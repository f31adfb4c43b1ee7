use std::sync::Arc;

use crate::error::QuizError;
use crate::models::{NextQuestionResponse, UserSessionState, UserSnapshot};
use crate::services::leaderboard_service::LeaderboardService;
use crate::services::question_selector::QuestionSelector;
use crate::stores::{QuestionCatalog, SessionStore};
use crate::utils::retry::{retry_transient, RetryPolicy};

/// User-state lifecycle: creation on first contact, question serving and
/// explicit stat resets.
pub struct SessionService {
    store: Arc<dyn SessionStore>,
    selector: QuestionSelector,
    leaderboard: LeaderboardService,
    read_policy: RetryPolicy,
}

impl SessionService {
    pub fn new(
        catalog: Arc<dyn QuestionCatalog>,
        store: Arc<dyn SessionStore>,
        leaderboard: LeaderboardService,
    ) -> Self {
        Self {
            selector: QuestionSelector::new(catalog, store.clone()),
            store,
            leaderboard,
            read_policy: RetryPolicy::reads(),
        }
    }

    pub fn with_read_policy(mut self, policy: RetryPolicy) -> Self {
        self.selector = self.selector.with_read_policy(policy.clone());
        self.read_policy = policy;
        self
    }

    async fn find(&self, user_id: &str) -> Result<Option<UserSessionState>, QuizError> {
        Ok(retry_transient(&self.read_policy, "user_states.find", || {
            self.store.get_user_state(user_id)
        })
        .await?)
    }

    /// Loads the user's state, creating the default one on first contact.
    pub async fn get_or_create(&self, user_id: &str) -> Result<UserSessionState, QuizError> {
        if let Some(state) = self.find(user_id).await? {
            return Ok(state);
        }
        let state = self
            .store
            .create_user_state(UserSessionState::new(user_id))
            .await?;
        tracing::info!("Initialized quiz state for user {}", user_id);
        Ok(state)
    }

    pub async fn next_question(&self, user_id: &str) -> Result<NextQuestionResponse, QuizError> {
        let mut state = self.get_or_create(user_id).await?;
        let selection = self.selector.select_next(&mut state).await?;
        Ok(NextQuestionResponse {
            user: state.snapshot(),
            question: selection.question.view(),
        })
    }

    pub async fn get_state(&self, user_id: &str) -> Result<UserSnapshot, QuizError> {
        self.find(user_id)
            .await?
            .map(|state| state.snapshot())
            .ok_or_else(|| QuizError::UserNotFound(user_id.to_string()))
    }

    /// Reinitializes the user's stats and zeroes the leaderboard entry.
    /// Answer records are kept.
    pub async fn reset(&self, user_id: &str) -> Result<UserSnapshot, QuizError> {
        let mut state = self
            .find(user_id)
            .await?
            .ok_or_else(|| QuizError::UserNotFound(user_id.to_string()))?;

        let expected_version = state.state_version;
        state.reset();
        self.store
            .commit_user_state(&state, Some(expected_version))
            .await
            .map_err(|e| QuizError::from_store(user_id, e))?;

        tracing::info!("Reset quiz stats for user {}", user_id);
        self.leaderboard.record(&state).await;
        Ok(state.snapshot())
    }
}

--- Task requirements ---
Give every entry again in full, precisely as written above.

--- Completed exercise ---
repository f31adfb4c43b1ee7
use std::sync::Arc;

use crate::error::QuizError;
use crate::models::{NextQuestionResponse, UserSessionState, UserSnapshot};
use crate::services::leaderboard_service::LeaderboardService;
use crate::services::question_selector::QuestionSelector;
use crate::stores::{QuestionCatalog, SessionStore};
use crate::utils::retry::{retry_transient, RetryPolicy};

/// User-state lifecycle: creation on first contact, question serving and
/// explicit stat resets.
pub struct SessionService {
    store: Arc<dyn SessionStore>,
    selector: QuestionSelector,
    leaderboard: LeaderboardService,
    read_policy: RetryPolicy,
}

impl SessionService {
    pub fn new(
        catalog: Arc<dyn QuestionCatalog>,
        store: Arc<dyn SessionStore>,
        leaderboard: LeaderboardService,
    ) -> Self {
        Self {
            selector: QuestionSelector::new(catalog, store.clone()),
            store,
            leaderboard,
            read_policy: RetryPolicy::reads(),
        }
    }

    pub fn with_read_policy(mut self, policy: RetryPolicy) -> Self {
        self.selector = self.selector.with_read_policy(policy.clone());
        self.read_policy = policy;
        self
    }

    async fn find(&self, user_id: &str) -> Result<Option<UserSessionState>, QuizError> {
        Ok(retry_transient(&self.read_policy, "user_states.find", || {
            self.store.get_user_state(user_id)
        })
        .await?)
    }

    /// Loads the user's state, creating the default one on first contact.
    pub async fn get_or_create(&self, user_id: &str) -> Result<UserSessionState, QuizError> {
        if let Some(state) = self.find(user_id).await? {
            return Ok(state);
        }
        let state = self
            .store
            .create_user_state(UserSessionState::new(user_id))
            .await?;
        tracing::info!("Initialized quiz state for user {}", user_id);
        Ok(state)
    }

    pub async fn next_question(&self, user_id: &str) -> Result<NextQuestionResponse, QuizError> {
        let mut state = self.get_or_create(user_id).await?;
        let selection = self.selector.select_next(&mut state).await?;
        Ok(NextQuestionResponse {
            user: state.snapshot(),
            question: selection.question.view(),
        })
    }

    pub async fn get_state(&self, user_id: &str) -> Result<UserSnapshot, QuizError> {
        self.find(user_id)
            .await?
            .map(|state| state.snapshot())
            .ok_or_else(|| QuizError::UserNotFound(user_id.to_string()))
    }

    /// Reinitializes the user's stats and zeroes the leaderboard entry.
    /// Answer records are kept.
    pub async fn reset(&self, user_id: &str) -> Result<UserSnapshot, QuizError> {
        let mut state = self
            .find(user_id)
            .await?
            .ok_or_else(|| QuizError::UserNotFound(user_id.to_string()))?;

        let expected_version = state.state_version;
        state.reset();
        self.store
            .commit_user_state(&state, Some(expected_version))
            .await
            .map_err(|e| QuizError::from_store(user_id, e))?;

        tracing::info!("Reset quiz stats for user {}", user_id);
        self.leaderboard.record(&state).await;
        Ok(state.snapshot())
    }
}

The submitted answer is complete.